Defendant-Appellant William Thrower (“Thrower”) appeals from a judgment entered on April 23, 2008, in the United States District Court for the Eastern District of New York (Ross, J.), after a jury verdict convicting Thrower of being a felon in possession of a firearm and ammunition in violation of 18 U.S.C. § 922(g)(1), and appeals his statutory minimum sentence of fifteen years imposed under the Armed Career Criminal Act (“ACCA”), 18 U.S.C. § 924(e)(1). For the reasons stated below, the district court’s order entering final judgment and sentencing determination are AFFIRMED.
Background
Thrower was indicted and charged with one count of violating 18 U.S.C. § 922(g)(1), which criminalizes the knowing possession of a firearm in and affecting commerce by an individual who has previously been convicted in any court of a crime punishable by a term of imprisonment exceeding one year. A jury convicted him of the charge.
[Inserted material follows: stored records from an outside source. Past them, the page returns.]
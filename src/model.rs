//! Scenario, run and history data model.

use std::collections::{BTreeMap, HashMap};
use std::fmt;
use std::path::PathBuf;
use std::str::FromStr;

use chrono::{DateTime, Utc};
use serde::{Deserialize, Serialize};

use crate::assertion::Assertion;
use crate::error::ParseErrorKind;

/// A named target deployment: base URL plus the lowest-precedence
/// variables for template resolution.
#[derive(Debug, Clone, Default, PartialEq, Serialize, Deserialize)]
pub struct Environment {
    pub name: String,
    #[serde(default)]
    pub base_url: Option<String>,
    #[serde(default)]
    pub variables: HashMap<String, String>,
    /// Headers sent with every request; step headers win on conflict.
    #[serde(default)]
    pub headers: HashMap<String, String>,
    #[serde(default)]
    pub is_active: bool,
}

impl Environment {
    pub fn new(name: impl Into<String>) -> Self {
        Self {
            name: name.into(),
            ..Self::default()
        }
    }

    pub fn with_base_url(mut self, base_url: impl Into<String>) -> Self {
        self.base_url = Some(base_url.into());
        self
    }

    pub fn with_variable(
        mut self,
        name: impl Into<String>,
        value: impl Into<String>,
    ) -> Self {
        self.variables.insert(name.into(), value.into());
        self
    }
}

#[derive(Debug, Clone, Copy, PartialEq, Eq, Hash, Serialize, Deserialize)]
#[serde(rename_all = "UPPERCASE")]
pub enum HttpMethod {
    Get,
    Post,
    Put,
    Delete,
    Patch,
    Head,
    Options,
}

impl HttpMethod {
    pub fn as_str(&self) -> &'static str {
        match self {
            HttpMethod::Get => "GET",
            HttpMethod::Post => "POST",
            HttpMethod::Put => "PUT",
            HttpMethod::Delete => "DELETE",
            HttpMethod::Patch => "PATCH",
            HttpMethod::Head => "HEAD",
            HttpMethod::Options => "OPTIONS",
        }
    }
}

impl fmt::Display for HttpMethod {
    fn fmt(&self, f: &mut fmt::Formatter<'_>) -> fmt::Result {
        f.write_str(self.as_str())
    }
}

impl FromStr for HttpMethod {
    type Err = ParseErrorKind;

    fn from_str(s: &str) -> Result<Self, Self::Err> {
        match s.to_ascii_uppercase().as_str() {
            "GET" => Ok(HttpMethod::Get),
            "POST" => Ok(HttpMethod::Post),
            "PUT" => Ok(HttpMethod::Put),
            "DELETE" => Ok(HttpMethod::Delete),
            "PATCH" => Ok(HttpMethod::Patch),
            "HEAD" => Ok(HttpMethod::Head),
            "OPTIONS" => Ok(HttpMethod::Options),
            _ => Err(ParseErrorKind::InvalidMethod(s.to_string())),
        }
    }
}

/// Extract `path` from the response into the variable `name`.
#[derive(Debug, Clone, PartialEq, Eq, Serialize, Deserialize)]
pub struct Capture {
    pub name: String,
    pub path: String,
}

/// Per-step execution knobs.
#[derive(Debug, Clone, Default, PartialEq, Eq, Serialize, Deserialize)]
pub struct StepOptions {
    /// Overrides the run's default request timeout.
    #[serde(default)]
    pub timeout_ms: Option<u64>,
    /// Extra attempts after a network error. Assertion failures are
    /// never retried.
    #[serde(default)]
    pub retry: u32,
    /// Base wait before a retry, doubled per attempt.
    #[serde(default)]
    pub retry_wait_ms: u64,
}

/// Editor canvas coordinates. Ignored by execution.
#[derive(Debug, Clone, Copy, Default, PartialEq, Serialize, Deserialize)]
pub struct Position {
    pub x: f64,
    pub y: f64,
}

/// One HTTP request definition with its captures and assertions.
/// Immutable once a run starts.
#[derive(Debug, Clone, PartialEq, Serialize, Deserialize)]
pub struct Step {
    pub id: String,
    pub name: String,
    pub method: HttpMethod,
    /// URL template, absolute or relative to the environment base URL.
    pub url: String,
    #[serde(default)]
    pub headers: BTreeMap<String, String>,
    #[serde(default)]
    pub body: Option<String>,
    #[serde(default)]
    pub captures: Vec<Capture>,
    #[serde(default)]
    pub asserts: Vec<Assertion>,
    #[serde(default)]
    pub sort_order: u32,
    #[serde(default)]
    pub position: Option<Position>,
    #[serde(default)]
    pub options: StepOptions,
}

impl Step {
    pub fn new(
        id: impl Into<String>,
        method: HttpMethod,
        url: impl Into<String>,
    ) -> Self {
        let id = id.into();
        Self {
            name: id.clone(),
            id,
            method,
            url: url.into(),
            headers: BTreeMap::new(),
            body: None,
            captures: Vec::new(),
            asserts: Vec::new(),
            sort_order: 0,
            position: None,
            options: StepOptions::default(),
        }
    }
}

/// Dependency between two graph steps. `variable_mapping` maps a
/// capture name in the source step to the name the target references.
#[derive(Debug, Clone, PartialEq, Eq, Serialize, Deserialize)]
pub struct Edge {
    pub source_step_id: String,
    pub target_step_id: String,
    #[serde(default)]
    pub variable_mapping: BTreeMap<String, String>,
}

/// The validated shape of a scenario.
#[derive(Debug, Clone, PartialEq, Serialize, Deserialize)]
#[serde(tag = "type", rename_all = "snake_case")]
pub enum ScenarioKind {
    /// Steps run in `sort_order`, each depending on the previous one.
    Script { steps: Vec<Step> },
    /// Steps plus acyclic edges.
    Graph { steps: Vec<Step>, edges: Vec<Edge> },
}

#[derive(Debug, Clone, PartialEq, Serialize, Deserialize)]
pub struct Scenario {
    pub id: String,
    pub name: String,
    #[serde(default)]
    pub source: Option<PathBuf>,
    pub kind: ScenarioKind,
}

impl Scenario {
    pub fn steps(&self) -> &[Step] {
        match &self.kind {
            ScenarioKind::Script { steps } => steps,
            ScenarioKind::Graph { steps, .. } => steps,
        }
    }

    pub fn edges(&self) -> &[Edge] {
        match &self.kind {
            ScenarioKind::Script { .. } => &[],
            ScenarioKind::Graph { edges, .. } => edges,
        }
    }
}

#[derive(Debug, Clone, Copy, PartialEq, Eq, Serialize, Deserialize)]
#[serde(rename_all = "lowercase")]
pub enum RunStatus {
    Pending,
    Running,
    Passed,
    Failed,
}

impl fmt::Display for RunStatus {
    fn fmt(&self, f: &mut fmt::Formatter<'_>) -> fmt::Result {
        f.write_str(match self {
            RunStatus::Pending => "pending",
            RunStatus::Running => "running",
            RunStatus::Passed => "passed",
            RunStatus::Failed => "failed",
        })
    }
}

#[derive(Debug, Clone, Copy, PartialEq, Eq, Serialize, Deserialize)]
#[serde(rename_all = "lowercase")]
pub enum StepStatus {
    Pending,
    Running,
    Passed,
    Failed,
    Skipped,
}

impl StepStatus {
    pub fn is_terminal(&self) -> bool {
        matches!(
            self,
            StepStatus::Passed | StepStatus::Failed | StepStatus::Skipped
        )
    }
}

impl fmt::Display for StepStatus {
    fn fmt(&self, f: &mut fmt::Formatter<'_>) -> fmt::Result {
        f.write_str(match self {
            StepStatus::Pending => "pending",
            StepStatus::Running => "running",
            StepStatus::Passed => "passed",
            StepStatus::Failed => "failed",
            StepStatus::Skipped => "skipped",
        })
    }
}

/// The request actually sent, after template resolution.
#[derive(Debug, Clone, PartialEq, Serialize, Deserialize)]
pub struct RequestSnapshot {
    pub method: String,
    pub url: String,
    pub headers: BTreeMap<String, String>,
    pub body: Option<String>,
}

#[derive(Debug, Clone, PartialEq, Serialize, Deserialize)]
pub struct ResponseSnapshot {
    pub status: u16,
    pub headers: BTreeMap<String, String>,
    pub body: String,
}

/// Outcome of one step within a run.
#[derive(Debug, Clone, PartialEq, Serialize, Deserialize)]
pub struct StepResult {
    pub step_id: String,
    pub name: String,
    pub status: StepStatus,
    pub request_snapshot: Option<RequestSnapshot>,
    pub response_snapshot: Option<ResponseSnapshot>,
    pub duration_ms: u64,
    /// Every violated assertion, not just the first.
    pub assertion_failures: Vec<String>,
    /// Unresolved variable, network error or skip reason.
    pub error: Option<String>,
    /// Values this step wrote into the run scope.
    #[serde(default)]
    pub captured: BTreeMap<String, serde_json::Value>,
}

impl StepResult {
    pub fn pending(step: &Step) -> Self {
        Self {
            step_id: step.id.clone(),
            name: step.name.clone(),
            status: StepStatus::Pending,
            request_snapshot: None,
            response_snapshot: None,
            duration_ms: 0,
            assertion_failures: Vec::new(),
            error: None,
            captured: BTreeMap::new(),
        }
    }
}

/// One execution of a scenario.
#[derive(Debug, Clone, PartialEq, Serialize, Deserialize)]
pub struct Run {
    pub id: String,
    pub scenario_id: String,
    pub scenario_name: String,
    pub environment: String,
    pub status: RunStatus,
    pub started_at: Option<DateTime<Utc>>,
    pub finished_at: Option<DateTime<Utc>>,
    pub step_results: Vec<StepResult>,
    #[serde(default)]
    pub canceled: bool,
}

impl Run {
    pub fn new(scenario: &Scenario, environment: &str) -> Self {
        Self {
            id: uuid::Uuid::new_v4().to_string(),
            scenario_id: scenario.id.clone(),
            scenario_name: scenario.name.clone(),
            environment: environment.to_string(),
            status: RunStatus::Pending,
            started_at: None,
            finished_at: None,
            step_results: scenario.steps().iter().map(StepResult::pending).collect(),
            canceled: false,
        }
    }

    pub fn passed(&self) -> bool {
        self.status == RunStatus::Passed
    }

    pub fn count(&self, status: StepStatus) -> usize {
        self.step_results
            .iter()
            .filter(|r| r.status == status)
            .count()
    }

    pub fn step(&self, step_id: &str) -> Option<&StepResult> {
        self.step_results.iter().find(|r| r.step_id == step_id)
    }

    pub fn duration_ms(&self) -> u64 {
        match (self.started_at, self.finished_at) {
            (Some(start), Some(end)) => {
                u64::try_from((end - start).num_milliseconds()).unwrap_or(0)
            }
            _ => 0,
        }
    }
}

/// A persisted request/response pair. Append-only.
#[derive(Debug, Clone, PartialEq, Serialize, Deserialize)]
pub struct HistoryRecord {
    /// Assigned by the store; ignored on insert.
    pub id: i64,
    pub timestamp: DateTime<Utc>,
    /// Project root the request was issued from.
    #[serde(default)]
    pub project: Option<String>,
    pub method: String,
    pub url: String,
    pub request_headers: BTreeMap<String, String>,
    pub request_body: Option<String>,
    pub response_status: Option<u16>,
    pub response_headers: BTreeMap<String, String>,
    pub response_body: Option<String>,
    pub duration_ms: u64,
    /// Network error when no response was received.
    #[serde(default)]
    pub error: Option<String>,
}

/// Batch of finished runs, as written to report files and the
/// console sink.
#[derive(Debug, Clone, Serialize, Deserialize)]
pub struct RunReport {
    pub runs: Vec<Run>,
    pub total_duration_ms: u64,
    pub timestamp: String,
}

#[cfg(test)]
mod tests {
    use super::*;

    #[test]
    fn method_parsing_is_case_insensitive() {
        assert_eq!("post".parse::<HttpMethod>(), Ok(HttpMethod::Post));
        assert_eq!("DELETE".parse::<HttpMethod>(), Ok(HttpMethod::Delete));
        assert!(matches!(
            "FETCH".parse::<HttpMethod>(),
            Err(ParseErrorKind::InvalidMethod(m)) if m == "FETCH"
        ));
    }

    #[test]
    fn new_run_starts_pending_with_one_result_per_step() {
        let scenario = Scenario {
            id: "s".to_string(),
            name: "s".to_string(),
            source: None,
            kind: ScenarioKind::Script {
                steps: vec![
                    Step::new("a", HttpMethod::Get, "/a"),
                    Step::new("b", HttpMethod::Get, "/b"),
                ],
            },
        };
        let run = Run::new(&scenario, "dev");
        assert_eq!(run.status, RunStatus::Pending);
        assert_eq!(run.step_results.len(), 2);
        assert_eq!(run.count(StepStatus::Pending), 2);
        assert_eq!(run.step("b").map(|r| r.status), Some(StepStatus::Pending));
    }

    #[test]
    fn terminal_statuses() {
        assert!(StepStatus::Skipped.is_terminal());
        assert!(StepStatus::Failed.is_terminal());
        assert!(!StepStatus::Running.is_terminal());
    }
}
At sentencing, the Probation Department provided a Presentence Investigation Report (“PSR”) that listed Thrower’s five previous felony convictions in New York state courts. Because of this criminal history, Probation recommended that Thrower’s sentence be enhanced pursuant to the Armed Career Criminal Act (“ACCA”), 18 U.S.C. § 924(e)(1). The PSR did not designate which of Thrower’s five previous felony convictions counted as predicate offenses for the purposes of the ACCA. The PSR also noted that Thrower’s criminal history report indicated that he was granted a Certificate of Relief from Disabilities *72 from the New York State Division of Parole, but the Probation Department failed to provide a copy of the document.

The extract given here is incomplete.